There's an overall trend of convergence toward completely data-driven decision making at a strategic level. Data scientists and statisticians are becoming more and more prevalent in strategy groups, and firms like Correlation Ventures and Google Ventures use statistical models to find good venture capital investments. This appears to be a trend that's just starting as well. For those who don't know - VC is probably one of the most qualitative investment strategies in existence.

 

I'd agree with a lot of the dismissive comments a few months ago and to a certain extent still do. But recently I decided to take part in a data science competition for the fun of it. The competition was basically designing a predictive analytics algorithm. I had 2 undergrad courses understanding of stats and a year of R on the job.

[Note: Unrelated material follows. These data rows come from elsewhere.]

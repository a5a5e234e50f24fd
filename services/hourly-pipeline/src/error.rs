//! Error types for the pipeline service.

use std::path::PathBuf;

use precip_common::IdentityError;
use raster_io::RasterIoError;
use raster_ops::RasterOpsError;
use thiserror::Error;

#[derive(Error, Debug)]
pub enum PipelineError {
    /// Invalid or incomplete configuration; fatal at startup.
    #[error("configuration error: {0}")]
    Config(String),

    #[error(transparent)]
    MalformedFilename(#[from] IdentityError),

    #[error("I/O error on {}: {source}", path.display())]
    Io {
        path: PathBuf,
        #[source]
        source: std::io::Error,
    },

    /// A vector or raster input could not be loaded.
    #[error(transparent)]
    Input(#[from] RasterIoError),

    /// A processing stage failed.
    #[error(transparent)]
    Ops(#[from] RasterOpsError),

    /// Another candidate in the batch already maps to the same run.
    #[error("{} duplicates run {run_id} already claimed by {}", tile.display(), first.display())]
    DuplicateRun {
        run_id: String,
        tile: PathBuf,
        first: PathBuf,
    },

    /// A blocking worker panicked or was cancelled.
    #[error("worker task failed: {0}")]
    Worker(String),
}

impl PipelineError {
    pub fn config(msg: impl Into<String>) -> Self {
        Self::Config(msg.into())
    }

    pub fn io(path: &std::path::Path, source: std::io::Error) -> Self {
        Self::Io {
            path: path.to_path_buf(),
            source,
        }
    }
}

pub type Result<T> = std::result::Result<T, PipelineError>;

I actually did quite well, reaching a decent finish at top 10% through a massive feature engineering, and a final ensemble blend of 6 models iirc. It was taught mainly after taking Andrew Ng's Machine Learning Course on Coursera. And hell, screw this talk of commoditized data science tools, the open-source tools are way better and still easy to use. Finding the R packages and figuring out how to integrate them was quite easy actually.

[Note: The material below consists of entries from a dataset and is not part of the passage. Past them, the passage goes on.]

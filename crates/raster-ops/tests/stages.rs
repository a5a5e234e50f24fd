//! Resample, mask and zonal statistics chained over synthetic tiles.

use geo::{polygon, MultiPolygon};
use precip_common::crs::Datum;
use precip_common::{Boundary, CrsCode};
use raster_io::{load_boundary, load_zone_set, read_geotiff};
use raster_ops::{
    compute_zonal_statistics, mask_and_crop, mask_file, parse_statistics, resample, resample_file,
    InterpolationMethod, RasterOpsError, Statistic, DEFAULT_NO_DATA,
};
use test_utils::{
    assert_approx_eq, prj, raster_from_fn, square, uniform_raster, Grib2Builder, ShapefileFixture,
};

/// Boundary well inside the synthetic MERGE tile (-50.1..-49.1, -21.0..-20.0).
fn write_boundary(dir: &std::path::Path) -> std::path::PathBuf {
    let path = dir.join("uf.shp");
    ShapefileFixture::new()
        .text_field("sigla")
        .polygon(square(-50.0, -20.9, 0.8), &["SP"])
        .with_prj(prj::SIRGAS_2000)
        .write(&path)
        .unwrap();
    path
}

fn write_zones(dir: &std::path::Path) -> std::path::PathBuf {
    let path = dir.join("ugrhi.shp");
    ShapefileFixture::new()
        .text_field("codigo")
        .text_field("nome")
        .polygon(square(-49.9, -20.5, 0.2), &["1", "Mantiqueira"])
        .polygon(square(-49.5, -20.5, 0.2), &["2", "Paraiba do Sul"])
        // Straddles the eastern boundary edge
        .polygon(square(-49.3, -20.5, 0.2), &["3", "Litoral Norte"])
        .with_prj(prj::SIRGAS_2000)
        .write(&path)
        .unwrap();
    path
}

#[test]
fn test_uniform_tile_end_to_end() {
    let dir = tempfile::tempdir().unwrap();
    let tile = dir.path().join("MERGE_CPTEC_2025011513.grib2");
    Grib2Builder::new_merge()
        .with_constant_value(5.0)
        .write_to(&tile)
        .unwrap();

    let resampled_path = dir.path().join("2025-01-15-13.tif");
    let masked_path = dir.path().join("uf_2025-01-15-13.tif");
    let table = dir.path().join("ugrhi_2025-01-15-13.csv");

    let resampled = resample_file(&tile, &resampled_path, 0.025, InterpolationMethod::Bilinear).unwrap();
    // Four times the density on each axis
    assert_eq!((resampled.width(), resampled.height()), (40, 40));
    assert!(tile.exists());

    let boundary = load_boundary(&write_boundary(dir.path()), CrsCode::Epsg4674).unwrap();
    let masked = mask_file(&resampled_path, &boundary, &masked_path, DEFAULT_NO_DATA).unwrap();
    assert!(!resampled_path.exists());
    assert_eq!(masked.leftover, None);
    let masked = masked.grid;
    assert_eq!((masked.width(), masked.height()), (32, 32));
    assert_eq!(masked.no_data(), Some(DEFAULT_NO_DATA));

    let zones = load_zone_set(&write_zones(dir.path()), "ugrhi", "codigo", CrsCode::Epsg4674).unwrap();
    let stats = parse_statistics("count min max mean sum std median").unwrap();
    let result = compute_zonal_statistics(&read_geotiff(&masked_path).unwrap(), &zones, &stats, Some(&table)).unwrap();

    for id in ["1", "2"] {
        let s = result.get(id).unwrap();
        assert_eq!(s.get(Statistic::Count), Some(64.0));
        assert_approx_eq!(s.get(Statistic::Mean).unwrap(), 5.0, 1e-5);
        assert_approx_eq!(s.get(Statistic::Min).unwrap(), 5.0, 1e-5);
        assert_approx_eq!(s.get(Statistic::Max).unwrap(), 5.0, 1e-5);
        assert_approx_eq!(s.get(Statistic::Sum).unwrap(), 320.0, 1e-3);
        assert_approx_eq!(s.get(Statistic::Std).unwrap(), 0.0, 1e-5);
        assert_approx_eq!(s.get(Statistic::Median).unwrap(), 5.0, 1e-5);
    }
    // Only the half inside the cropped window is sampled
    assert_eq!(result.get("3").unwrap().get(Statistic::Count), Some(32.0));

    let csv = std::fs::read_to_string(&table).unwrap();
    let mut lines = csv.lines();
    assert_eq!(lines.next(), Some("codigo,nome,count,min,max,mean,sum,std,median"));
    assert_eq!(lines.count(), 3);
}

#[test]
fn test_masked_cells_never_reach_statistics() {
    // Column index as the value; everything east of x = 5 is masked away
    let grid = raster_from_fn(10, 10, (0.0, 10.0), 1.0, |col, _| col as f32 + 1.0);
    let boundary = Boundary::new(
        MultiPolygon(vec![polygon![
            (x: 0.0, y: 0.0), (x: 5.0, y: 0.0), (x: 5.0, y: 10.0), (x: 0.0, y: 10.0),
        ]]),
        CrsCode::Epsg4326,
    );
    let masked = mask_and_crop(&grid, &boundary, -9999.0).unwrap();
    assert_eq!(masked.width(), 5);

    let dir = tempfile::tempdir().unwrap();
    let path = dir.path().join("zones.shp");
    ShapefileFixture::new()
        .text_field("cd_mun")
        .polygon(square(0.0, 0.0, 10.0), &["3550308"])
        .write(&path)
        .unwrap();
    let zones = load_zone_set(&path, "cities", "cd_mun", CrsCode::Epsg4326).unwrap();

    let result = compute_zonal_statistics(
        &masked,
        &zones,
        &[Statistic::Count, Statistic::Max, Statistic::Nodata],
        None,
    )
    .unwrap();
    let s = result.get("3550308").unwrap();
    assert_eq!(s.get(Statistic::Count), Some(50.0));
    assert_eq!(s.get(Statistic::Max), Some(5.0));
    assert_eq!(s.get(Statistic::Nodata), Some(0.0));
}

#[test]
fn test_dry_cells_count_as_zero_rain() {
    // West half dry, east half 10 mm
    let grid = raster_from_fn(10, 10, (0.0, 10.0), 1.0, |col, _| if col < 5 { 0.0 } else { 10.0 });
    let boundary = Boundary::new(
        MultiPolygon(vec![polygon![
            (x: -1.0, y: -1.0), (x: 11.0, y: -1.0), (x: 11.0, y: 11.0), (x: -1.0, y: 11.0),
        ]]),
        CrsCode::Epsg4326,
    );
    let masked = mask_and_crop(&grid, &boundary, DEFAULT_NO_DATA).unwrap();
    assert_eq!(masked.valid_count(), 100);

    let dir = tempfile::tempdir().unwrap();
    let path = dir.path().join("zones.shp");
    ShapefileFixture::new()
        .text_field("codigo")
        .polygon(square(0.0, 0.0, 10.0), &["mixed"])
        .polygon(square(0.0, 0.0, 5.0), &["dry"])
        .write(&path)
        .unwrap();
    let zones = load_zone_set(&path, "ugrhi", "codigo", CrsCode::Epsg4326).unwrap();

    let table = dir.path().join("ugrhi_2025-01-15-13.csv");
    let stats = [Statistic::Count, Statistic::Mean, Statistic::Max, Statistic::Nodata];
    let result = compute_zonal_statistics(&masked, &zones, &stats, Some(&table)).unwrap();

    let mixed = result.get("mixed").unwrap();
    assert_eq!(mixed.get(Statistic::Count), Some(100.0));
    assert_eq!(mixed.get(Statistic::Mean), Some(5.0));
    assert_eq!(mixed.get(Statistic::Nodata), Some(0.0));

    let dry = result.get("dry").unwrap();
    assert_eq!(dry.get(Statistic::Count), Some(25.0));
    assert_eq!(dry.get(Statistic::Mean), Some(0.0));
    assert_eq!(dry.get(Statistic::Max), Some(0.0));

    let csv = std::fs::read_to_string(&table).unwrap();
    assert!(csv.lines().any(|l| l == "dry,25,0,0,0"), "{}", csv);
}

#[test]
fn test_no_data_and_nan_are_counted_separately() {
    let mut grid = uniform_raster(4, 4, (0.0, 4.0), 1.0, 2.0);
    let mut data = grid.clone().into_data();
    data[0] = f32::NAN;
    data[5] = -9999.0;
    data[6] = -9999.0;
    grid = precip_common::RasterGrid::new(4, 4, data, *grid.transform(), grid.crs(), Some(-9999.0)).unwrap();

    let dir = tempfile::tempdir().unwrap();
    let path = dir.path().join("zones.shp");
    ShapefileFixture::new()
        .text_field("codigo")
        .polygon(square(0.0, 0.0, 4.0), &["7"])
        .write(&path)
        .unwrap();
    let zones = load_zone_set(&path, "ugrhi", "codigo", CrsCode::Epsg4326).unwrap();

    let result = compute_zonal_statistics(&grid, &zones, &Statistic::ALL, None).unwrap();
    let s = result.get("7").unwrap();
    assert_eq!(s.get(Statistic::Count), Some(13.0));
    assert_eq!(s.get(Statistic::Nodata), Some(2.0));
    assert_eq!(s.get(Statistic::Nan), Some(1.0));
    assert_eq!(s.get(Statistic::Mean), Some(2.0));
    assert_eq!(s.get(Statistic::Unique), Some(1.0));
}

#[test]
fn test_projected_zones_are_reprojected() {
    let utm = CrsCode::Utm {
        zone: 23,
        south: true,
        datum: Datum::Sirgas2000,
    };
    // 0.01° cells around the zone 23 central meridian
    let grid = uniform_raster(200, 200, (-46.0, -22.0), 0.01, 3.0);

    let dir = tempfile::tempdir().unwrap();
    let path = dir.path().join("zones.shp");
    ShapefileFixture::new()
        .text_field("codigo")
        .polygon(square(480_000.0, 7_460_000.0, 40_000.0), &["11"])
        .with_prj(prj::SIRGAS_2000_UTM_23S_ESRI)
        .write(&path)
        .unwrap();
    let zones = load_zone_set(&path, "ugrhi", "codigo", CrsCode::Epsg4674).unwrap();
    assert_eq!(zones.crs(), utm);

    let result = compute_zonal_statistics(&grid, &zones, &[Statistic::Count, Statistic::Mean], None).unwrap();
    let s = result.get("11").unwrap();
    // Roughly 0.38° x 0.36° of 0.01° cells
    let count = s.get(Statistic::Count).unwrap();
    assert!(count > 1200.0 && count < 1500.0, "count = {}", count);
    assert_eq!(s.get(Statistic::Mean), Some(3.0));
}

#[test]
fn test_zone_set_without_polygons() {
    let grid = uniform_raster(2, 2, (0.0, 2.0), 1.0, 1.0);
    let empty = precip_common::PolygonZoneSet::new("cities", "cd_mun", vec!["cd_mun".into()], vec![], CrsCode::Epsg4326)
        .unwrap();
    assert!(matches!(
        compute_zonal_statistics(&grid, &empty, &[Statistic::Count], None),
        Err(RasterOpsError::EmptyZoneSet(name)) if name == "cities"
    ));
}

#[test]
fn test_resolution_is_checked_before_reading() {
    let dir = tempfile::tempdir().unwrap();
    let missing = dir.path().join("MERGE_CPTEC_2025011513.grib2");
    let err = resample_file(&missing, &dir.path().join("out.tif"), 0.0, InterpolationMethod::Nearest).unwrap_err();
    assert!(matches!(err, RasterOpsError::InvalidResolution(_)));

    let grid = uniform_raster(2, 2, (0.0, 2.0), 1.0, 1.0);
    assert!(resample(&grid, -1.0, InterpolationMethod::Nearest).is_err());
}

So far this pretty much confirms what a lot of the dismissive posters are saying... BUT the winners and top 10ish of that competition were on a whole other level. They were typically PhDs or had years of experience or were already top Data Scientists themselves. They had all the skills that people say make up a ideal Data Scientist. The interesting thing however was that they won by squeezing out a measely 1-2% in performance compared to someone like me. That doesn't sound impressive but after going through that competition, I was seriously impressed at their skills and it takes a thorough understanding of the underlying models that are used brainlessly by many now to accomplish their feat.

Of course, for many (most probably) companies and organizations, that extra squeeze in performance does not really matter and it's better if they just hire the typical statistician, data miner, etc. of days past. In certain critical industries and tasks, that extra oomph might matter more and that's where a data scientist would be needed.

73 good sir!
 
AgentBishop:

The interesting thing however was that they won by squeezing out a measely 1-2% in performance compared to someone like me. That doesn't sound impressive but after going through that competition, I was seriously impressed at their skills and it takes a thorough understanding of the underlying models that are used brainlessly by many now to accomplish their feat.

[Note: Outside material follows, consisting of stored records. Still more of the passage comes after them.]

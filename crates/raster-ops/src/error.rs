//! Error types for raster operations.

use std::path::PathBuf;

use precip_common::GridError;
use projection::ProjectionError;
use raster_io::RasterIoError;
use thiserror::Error;

/// Errors that can occur while resampling, masking or aggregating rasters.
#[derive(Error, Debug)]
pub enum RasterOpsError {
    /// The input raster or vector file could not be opened.
    #[error("source not found: {}", .0.display())]
    SourceNotFound(PathBuf),

    /// Target resolution is zero, negative or not finite.
    #[error("invalid target resolution: {0}")]
    InvalidResolution(f64),

    /// The boundary has no usable polygon.
    #[error("invalid mask geometry: {0}")]
    InvalidMaskGeometry(String),

    /// The zone set holds no polygon.
    #[error("zone set '{0}' contains no polygons")]
    EmptyZoneSet(String),

    /// A requested statistic name is not supported.
    #[error("unknown statistic '{0}'")]
    UnknownStatistic(String),

    /// An interpolation kernel name is not supported.
    #[error("unknown interpolation method '{0}'")]
    UnknownInterpolation(String),

    /// Vector geometries could not be brought into the raster CRS.
    #[error("cannot reproject from {from} to {to}: {source}")]
    CrsReconciliation {
        from: String,
        to: String,
        #[source]
        source: ProjectionError,
    },

    /// The raster is not usable for the operation.
    #[error("invalid grid: {0}")]
    InvalidGrid(#[from] GridError),

    /// An input raster or vector could not be decoded.
    #[error(transparent)]
    Input(RasterIoError),

    /// An output artifact could not be written.
    #[error("failed to write {}: {source}", path.display())]
    IoWrite {
        path: PathBuf,
        #[source]
        source: RasterIoError,
    },
}

impl RasterOpsError {
    pub fn invalid_mask_geometry(msg: impl Into<String>) -> Self {
        Self::InvalidMaskGeometry(msg.into())
    }

    pub fn io_write(path: &std::path::Path, source: RasterIoError) -> Self {
        Self::IoWrite {
            path: path.to_path_buf(),
            source,
        }
    }

    pub fn crs_reconciliation(
        from: impl ToString,
        to: impl ToString,
        source: ProjectionError,
    ) -> Self {
        Self::CrsReconciliation {
            from: from.to_string(),
            to: to.to_string(),
            source,
        }
    }
}

/// Read-side conversion; write paths use [`RasterOpsError::io_write`].
impl From<RasterIoError> for RasterOpsError {
    fn from(err: RasterIoError) -> Self {
        match err {
            RasterIoError::SourceNotFound(path) => Self::SourceNotFound(path),
            RasterIoError::InvalidGrid(e) => Self::InvalidGrid(e),
            other => Self::Input(other),
        }
    }
}

/// Result type for raster operations.
pub type Result<T> = std::result::Result<T, RasterOpsError>;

That's another point. You took a 20h online class, have some CS skills, and you get within 1-2% - in a Kaggle type contest, which is gameable unlike most real life problems - of the absolute top guys in the field.

When I look at this, and I can hire someone like you (actually, with much more ML experience) for $60k, and the top guy gets me 1% extra for $250k, on top of which I have to worry that he's top ranked on Kaggle so might leave at any point, costing me more hiring fees, a new learning period, etc. it's not a very tough choice.

On top of this, let's say you built an engine that boosts average basket by 15%, and him 17%. I probably wouldn't detect the difference in an A/B test. For example, one of my engines is doing +20% in one country and +15% in another. It's then very hard to go to management and say "need to spend almost 5 times as much on this guy for that extra 1%". I don't know whether it would be different in big corp (where 1% is a lot of money) but I think there are other issues there like 10 layers of management ossifying any decision making and code changes and improvements, together with being forced to use inferior, outdated tools because that's all you had when you started (cf C++ at Google).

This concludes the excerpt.